I pound the beat up pine planks there in the kitchen with my fist like a wild woman slamming the walls of eternity, begging for you back, Dad, even for just one blink of a minute.
“Grief feels like forsakenness.”
How is it even possible that can you not be with us, how can a child keep breathing without her father, how can the universe keep spinning if you aren’t in it? How in the world can you not be with us and why can’t I call you, find you, go to you?
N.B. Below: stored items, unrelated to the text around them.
//! A fixed-capacity replay buffer with uniform sampling.
mod base;
mod batch;
mod config;
pub use base::SimpleReplayBuffer;
pub use batch::{Transition, TransitionBatch};
pub use config::SimpleReplayBufferConfig;
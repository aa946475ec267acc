//! Agent.
use super::{Policy, ReplayBufferBase};
use crate::record::Record;
use anyhow::Result;

/// Represents a trainable policy.
pub trait Agent<R: ReplayBufferBase>: Policy {
    /// Set the policy to training mode.
    fn train(&mut self);

    /// Set the policy to evaluation mode.
    fn eval(&mut self);

    /// Return if it is in training mode.
    fn is_train(&self) -> bool;

    /// Performs an optimization step.
    ///
    /// `buffer` is a replay buffer from which transitions will be taken
    /// for updating model parameters. Returns `Ok(None)` if the step was
    /// skipped, for example because the buffer does not hold enough
    /// transitions yet.
    fn opt(&mut self, buffer: &mut R) -> Result<Option<Record>>;
}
How come I never knew:
Grief feels like forsakenness.
That’s what the silence shakes with, in the haunting silence after every last heart beat: My God, My God, why have You forsaken us?
Your grandchildren, Dad, they hear my howl to the heavens at your leaving us, and they run up the stairs wide-eyed, fling in from outside, bewildered, and they circle hushed and stunned, and your first son-in-law, he kneels on the floor beside me, trying to hold me, hold me together, hold me up, and my throat hurts with this primal, guttural cry, and my fist stings with my begging pounding, but it is my heart that’s ripped and split with the severing shock.
It’s a quarter past 11 am on a grey Thursday morning, the very end of April, when my father is killed, and who I once was, or thought I was, dies too.
A child has to learn how to breathe in this world without her father, and I don’t know how to, I’ve never done this before, not even once, and my lungs burn with the gasping.
When you have to breathe in a world where your father no longer breathes, every breath can hurt.












“When you have to breathe in a world where your father no longer breathes, every breath can hurt.”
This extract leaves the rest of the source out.